Il soldato è noto per le sue imprese pericolose,
Conosciamo il marinaio quando la tempesta
minaccia la sua nave sul mare impetuoso,
E lo spirito coraggioso con progetti coraggiosi.)
Caro Flaminio, il tuo malessere e la tua paura mi rattristano; forse se tu avessi scoperto e potuto apprezzare un bel bicchiere di Barolo la tua innata melancolia sarebbe svanita come neve sotto il sole ardente della primavera. Allora ti consiglio di ascoltare qualche informazione sul Barolo da eruditi connaisseurs e chissà se da dove ti trovi ti verranno finalmente il sorriso e la scioltezza d’amare.
La Masterclass:
La Masterclass intitolata I cru del Barolo con Strada del Barolo e i grandi vini di langa era dedicata alla scoperta del Barolo, della sua storia e alla degustazione di quattro cru. Una degustazione guidata, un viaggio virtuale attraverso le menzioni geografiche del Barolo, scandito dalla degustazione di quattro diverse etichette. Il relatore, Emanuel Mattea ha saputo presentare e spiegare in modo chiaro e preciso le basi del Barolo e della degustazione (cosa non evidente in mezz’ora) e lasciare esprimere i presenti liberamente sulle loro preferenze senza imporre il suo punto di vista.
Bisogna aggiungere che l’anno 2018, per il Barolo, è un anno di stampo tradizionale.
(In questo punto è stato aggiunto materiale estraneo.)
//! Per-face quadtree and the LOD selection walk.

use std::sync::Arc;

use glam::{DMat4, DVec3, DVec4};
use tellus_cubesphere::{Face, map_sphere_to_cube};
use tellus_math::{Aabb, Frustum};
use tellus_terrain::{DataFetcher, FetchSlot, HeightMap};

use crate::LodSettings;
use crate::node::{DrawParts, NodeId, QuadTreeNode};

/// Adaptive quadtree covering one cube face.
///
/// Nodes live in an arena indexed by [`NodeId`]; rebuilding a face is a
/// matter of dropping the tree. The root chunk spans the whole face and is
/// fetched synchronously at construction, so the fallback path of
/// [`QuadTree::find_nodes`] always has data behind it.
pub struct QuadTree {
    face: Face,
    settings: LodSettings,
    transform: DMat4,
    inverse_transform: DMat4,
    heightmap: Arc<HeightMap>,
    fetcher: Arc<DataFetcher>,
    nodes: Vec<QuadTreeNode>,
    root: NodeId,
}

impl QuadTree {
    #[must_use]
    pub fn new(
        face: Face,
        heightmap: Arc<HeightMap>,
        fetcher: Arc<DataFetcher>,
        settings: LodSettings,
        transform: DMat4,
    ) -> QuadTree {
        let size = heightmap.size();
        let slot = FetchSlot::new(
            heightmap.clone().chunk(face, 0, 0, size),
            settings.mesh_size,
        );
        slot.fetch_blocking();

        let mut tree = QuadTree {
            face,
            settings,
            transform,
            inverse_transform: transform.inverse(),
            heightmap,
            fetcher,
            nodes: vec![QuadTreeNode::new(slot, 0, None)],
            root: NodeId(0),
        };
        tree.resolve(tree.root);
        tree
    }

    #[must_use]
    pub fn face(&self) -> Face {
        self.face
    }

    #[must_use]
    pub fn root(&self) -> NodeId {
        self.root
    }

    #[must_use]
    pub fn transform(&self) -> DMat4 {
        self.transform
    }

    #[must_use]
    pub fn settings(&self) -> &LodSettings {
        &self.settings
    }

    #[must_use]
    pub fn node(&self, id: NodeId) -> &QuadTreeNode {
        &self.nodes[id.index()]
    }

    /// Number of nodes ever created for this face.
    #[must_use]
    pub fn len(&self) -> usize {
        self.nodes.len()
    }

    #[must_use]
    pub fn is_empty(&self) -> bool {
        self.nodes.is_empty()
    }

    /// Select the nodes to draw this frame.
    ///
    /// `camera_world` is the camera position relative to the planet center.
    /// Mapping the node boxes onto the sphere would leave them neither
    /// axis-aligned nor boxes, so instead the camera is reprojected into
    /// cube space and then into this face's local frame; the vertex shader
    /// applies the same warp when it evaluates morph distances. An empty
    /// selection falls back to the root so the renderer always has
    /// something to draw.
    pub fn find_nodes(&mut self, camera_world: DVec3, frustum: &Frustum) -> Vec<NodeId> {
        let mut nodes = Vec::new();
        let distance = camera_world.length();
        if distance > 0.0 {
            let cube_cam = map_sphere_to_cube(camera_world / distance) * distance;
            let pos = self.inverse_transform.transform_point3(cube_cam);
            self.select_node(self.root, pos, frustum, &mut nodes);
        }
        if nodes.is_empty() {
            nodes.push(self.root);
        }
        nodes
    }

    /// Recursive selection in face-local space.
    ///
    /// Returns `false` iff this node's bounding box, inflated by its
    /// culling range, does not reach the camera; the caller then owns this
    /// node's quadrant.
    fn select_node(
        &mut self,
        id: NodeId,
        pos: DVec3,
        frustum: &Frustum,
        out: &mut Vec<NodeId>,
    ) -> bool {
        self.resolve(id);

        let (x, y, size, depth, min_height, max_height, children) = {
            let node = &self.nodes[id.index()];
            (
                node.chunk_x(),
                node.chunk_y(),
                node.chunk_size(),
                node.depth,
                node.min_height,
                node.max_height,
                node.children,
            )
        };
        self.nodes[id.index()].draw_parts = DrawParts::empty();

        let m = self.settings.mesh_ratio();
        let range = self.settings.range_for(size);
        let bounds = Aabb::new(
            DVec3::new(f64::from(x) * m, f64::from(y) * m, min_height),
            DVec3::new(
                f64::from(x) * m + f64::from(size),
                f64::from(y) * m + f64::from(size),
                max_height,
            ),
        );

        if !bounds.intersects_sphere(pos, range) {
            return false;
        }

        // Per-node frustum rejection is an extension point; the world-space
        // planes are not valid in this warped face-local frame.
        let _ = frustum;

        if size <= self.settings.mesh_size || depth >= self.settings.max_depth {
            out.push(id);
            return true;
        }

        if bounds.intersects_sphere(pos, range / 2.0) {
            if let Some(children) = children {
                let mut parts = DrawParts::empty();
                let mut pushed = false;
                for (quadrant, child) in children.into_iter().enumerate() {
                    let fetched = self.nodes[child.index()].is_fetched();
                    if !fetched || !self.select_node(child, pos, frustum, out) {
                        // The child cannot draw its quadrant this frame, so
                        // this node fills the seam.
                        if !pushed {
                            out.push(id);
                            pushed = true;
                        }
                        parts.set(quadrant);
                    }
                }
                self.nodes[id.index()].draw_parts = parts;
                return true;
            }
            // No children yet: create them, let their fetches run in the
            // background and draw this node whole this frame.
            self.subdivide(id);
        }

        out.push(id);
        true
    }

    /// Create the four children of `id` and enqueue their fetches.
    fn subdivide(&mut self, id: NodeId) {
        let (face, x, y, size, depth) = {
            let node = &self.nodes[id.index()];
            (
                node.face(),
                node.chunk_x(),
                node.chunk_y(),
                node.chunk_size(),
                node.depth,
            )
        };
        let s = size / 2;
        let quadrants = [(0, 0), (0, s), (s, s), (s, 0)];

        let mut children = [NodeId(0); 4];
        for (i, (dx, dy)) in quadrants.into_iter().enumerate() {
            let chunk = self.heightmap.clone().chunk(face, x + dx, y + dy, s);
            let slot = FetchSlot::new(chunk, self.settings.mesh_size);
            self.fetcher.fetch(slot.clone());
            children[i] = NodeId(self.nodes.len() as u32);
            self.nodes.push(QuadTreeNode::new(slot, depth + 1, Some(id)));
        }
        self.nodes[id.index()].children = Some(children);
        tracing::debug!(?face, x, y, child_size = s, depth = depth + 1, "subdivided patch");
    }

    /// Pull heights out of the slot and derive the render parameters, the
    /// first time the fetch is observed complete.
    fn resolve(&mut self, id: NodeId) {
        let settings = self.settings;
        let node = &mut self.nodes[id.index()];
        if node.resolved || !node.slot.is_fetched() {
            return;
        }
        if let Some((min, max)) = node.slot.height_range() {
            node.min_height = f64::from(min);
            node.max_height = f64::from(max);
        }

        let m = settings.mesh_ratio();
        let size = f64::from(node.chunk_size());
        node.geometry = DVec4::new(
            f64::from(node.chunk_x()) * m,
            f64::from(node.chunk_y()) * m,
            size,
            size,
        );
        node.morph = settings.morph_for(node.chunk_size());
        node.resolved = true;
    }
}
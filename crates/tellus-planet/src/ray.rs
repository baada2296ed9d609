//! Ray and ray-sphere intersection for terrain picking.

use glam::DVec3;

/// A ray with normalized direction.
#[derive(Clone, Copy, Debug)]
pub struct Ray {
    origin: DVec3,
    direction: DVec3,
}

impl Ray {
    /// Build a ray; the direction is normalized on construction.
    #[must_use]
    pub fn new(origin: DVec3, direction: DVec3) -> Ray {
        Ray {
            origin,
            direction: direction.normalize(),
        }
    }

    #[must_use]
    pub fn origin(&self) -> DVec3 {
        self.origin
    }

    #[must_use]
    pub fn direction(&self) -> DVec3 {
        self.direction
    }

    /// Intersect with a sphere of the given radius centered on the origin.
    ///
    /// Solves the quadratic in the ray parameter and returns the nearer
    /// intersection point, or `None` when the ray misses or the sphere
    /// lies entirely behind the origin.
    #[must_use]
    pub fn intersect_sphere(&self, radius: f64) -> Option<DVec3> {
        let a = self.direction.dot(self.direction);
        let b = 2.0 * self.direction.dot(self.origin);
        let c = self.origin.dot(self.origin) - radius * radius;

        let disc = b * b - 4.0 * a * c;
        if disc < 0.0 {
            return None;
        }

        let dist_sqrt = disc.sqrt();
        let q = if b < 0.0 {
            (-b - dist_sqrt) / 2.0
        } else {
            (-b + dist_sqrt) / 2.0
        };

        let mut t0 = q / a;
        let mut t1 = c / q;
        if t0 > t1 {
            std::mem::swap(&mut t0, &mut t1);
        }

        // Both hits behind the origin.
        if t1 < 0.0 {
            return None;
        }

        Some(self.origin + self.direction * t0)
    }
}

#[cfg(test)]
mod tests {
    use super::*;

    const EPSILON: f64 = 1e-9;

    #[test]
    fn test_direction_is_normalized() {
        let ray = Ray::new(DVec3::ZERO, DVec3::new(0.0, 0.0, -10.0));
        assert!((ray.direction().length() - 1.0).abs() < EPSILON);
    }

    #[test]
    fn test_head_on_hit_lands_on_the_near_surface() {
        let ray = Ray::new(DVec3::new(0.0, 0.0, 300.0), DVec3::new(0.0, 0.0, -1.0));
        let hit = ray.intersect_sphere(100.0).expect("ray should hit");
        assert!(
            (hit - DVec3::new(0.0, 0.0, 100.0)).length() < EPSILON,
            "expected near-surface hit, got {hit:?}"
        );
    }

    #[test]
    fn test_offset_ray_misses() {
        let ray = Ray::new(DVec3::new(0.0, 150.0, 300.0), DVec3::new(0.0, 0.0, -1.0));
        assert!(ray.intersect_sphere(100.0).is_none());
    }

    #[test]
    fn test_sphere_behind_the_origin_misses() {
        let ray = Ray::new(DVec3::new(0.0, 0.0, 300.0), DVec3::new(0.0, 0.0, 1.0));
        assert!(ray.intersect_sphere(100.0).is_none());
    }

    #[test]
    fn test_grazing_ray_hits_the_rim() {
        let ray = Ray::new(DVec3::new(0.0, 100.0, 300.0), DVec3::new(0.0, 0.0, -1.0));
        let hit = ray.intersect_sphere(100.0).expect("tangent ray should hit");
        assert!((hit.y - 100.0).abs() < EPSILON);
        assert!(hit.z.abs() < 1e-4, "tangent point should sit at z = 0, got {}", hit.z);
    }
}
Niente a che vedere con l’eccezionale anno 2016.
In seguito vi inserisco il link in cui potete leggere il report completo sulla vendemmia 2018.
Degustazione dei 4 cru:
In sintesi la proposta dei 4 vini era un crescendo in intensità e complessità.
1/Diego Morra, Barolo DOCG Monvigliero 2018: Un Barolo con un colore un po’ più scarico degli altri. Al naso frutti rossi (ciliegie), note balsamiche e speziate. Una struttura un po’ debole in paragone ai 3 successivi.
2/Aurelio Settimo, Barolo DOCG Rocche dell’Annunziata 2018: Colore granato un po’ più intenso. Aromi tipici del Barolo. Vino più strutturato. Ma questo Barolo è già evoluto (forse più del normale).
3/Costa di Bussia, Barolo DOCG Bussia 2018: I profumi fruttati e floreali sono poco presenti. C’è una prevalenza di note di sottobosco e balsamiche. I tannini sono più rugosi. Ha una bella freschezza che gli permetterà di evolvere. Vino più ruvido, angolare. Da aspettare.
4/ Le Strette, Barolo DOCG Bergera-Pezzole 2018:
Al mio avviso è il vino che rappresenta al meglio il Barolo nella sua tipicità.
Ci sono degli aromi di frutti rossi (amarena e prugne), delle note delicatissime floreali di rosa e aromi terziari di spezie. I tannini sono ben amalgamati in parte grazie alla sua alcolicità elevata (15% vol.) Un vino potente e di forte struttura. Ha una bella sapidità. Esprime bene l’annata.
La maggiore parte dei partecipanti presenti hanno confermato il Barolo DOCG Bergera-Pezzole come il più piacevole. Rappresenta al meglio le loro aspettative. Penso che sarebbe interessante riprovare la stessa degustazione fra 5 anni.
Ascoltami Flaminio, meglio passare la serata con un gran Barolo che con un amore piccolo e meschino.
Come scrisse il poeta Ronsard che ammiravi tanto:
Et boyvon l’un à l’autre, afin
Qu’au coeur noz tristesses encloses
Prennent en boyvant quelque fin.
(E beviamo l’uno con l’altro, in modo che nel cuore le nostre tristezze possano cessare con il bere).